RECORDED DATA Start Marker
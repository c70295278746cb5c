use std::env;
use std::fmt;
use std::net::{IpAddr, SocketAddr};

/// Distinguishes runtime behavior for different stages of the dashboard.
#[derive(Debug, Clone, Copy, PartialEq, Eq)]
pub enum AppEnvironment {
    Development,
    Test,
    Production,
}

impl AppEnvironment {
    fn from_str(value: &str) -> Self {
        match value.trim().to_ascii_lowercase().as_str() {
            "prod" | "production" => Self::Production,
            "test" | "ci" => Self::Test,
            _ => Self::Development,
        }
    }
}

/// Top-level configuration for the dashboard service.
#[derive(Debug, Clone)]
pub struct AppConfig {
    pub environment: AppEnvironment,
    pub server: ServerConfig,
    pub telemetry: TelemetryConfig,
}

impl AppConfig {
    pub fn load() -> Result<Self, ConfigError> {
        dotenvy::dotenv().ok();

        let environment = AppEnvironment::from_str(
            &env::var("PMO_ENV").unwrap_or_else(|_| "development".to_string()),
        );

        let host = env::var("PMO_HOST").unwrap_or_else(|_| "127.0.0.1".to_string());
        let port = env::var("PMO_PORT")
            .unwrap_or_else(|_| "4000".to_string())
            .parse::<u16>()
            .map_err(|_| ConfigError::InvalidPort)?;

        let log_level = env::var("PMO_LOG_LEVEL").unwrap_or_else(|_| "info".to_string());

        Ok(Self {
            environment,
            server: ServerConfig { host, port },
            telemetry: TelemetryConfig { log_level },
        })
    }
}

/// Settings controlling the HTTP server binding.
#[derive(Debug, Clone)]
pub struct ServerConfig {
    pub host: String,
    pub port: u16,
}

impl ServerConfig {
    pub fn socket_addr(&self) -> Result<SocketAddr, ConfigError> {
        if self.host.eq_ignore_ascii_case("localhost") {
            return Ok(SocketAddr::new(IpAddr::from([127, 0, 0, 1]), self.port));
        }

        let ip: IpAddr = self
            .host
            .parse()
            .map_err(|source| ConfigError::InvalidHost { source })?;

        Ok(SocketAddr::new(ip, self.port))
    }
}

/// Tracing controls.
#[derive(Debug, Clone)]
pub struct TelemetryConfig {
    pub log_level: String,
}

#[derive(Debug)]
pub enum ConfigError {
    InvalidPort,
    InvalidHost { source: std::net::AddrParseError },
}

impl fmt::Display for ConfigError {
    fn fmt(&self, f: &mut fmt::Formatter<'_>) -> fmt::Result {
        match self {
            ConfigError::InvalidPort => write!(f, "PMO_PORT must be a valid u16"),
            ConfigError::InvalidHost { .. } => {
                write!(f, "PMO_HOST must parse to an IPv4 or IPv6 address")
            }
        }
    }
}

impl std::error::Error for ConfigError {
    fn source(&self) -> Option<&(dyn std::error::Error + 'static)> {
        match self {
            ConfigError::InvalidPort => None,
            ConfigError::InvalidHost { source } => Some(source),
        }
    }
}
RECORDED DATA End Marker
REQUIRED WORK: From the data above, copy each line with the string "value" in it.

ANSWER FOR THE TASK:
    fn from_str(value: &str) -> Self {
        match value.trim().to_ascii_lowercase().as_str() {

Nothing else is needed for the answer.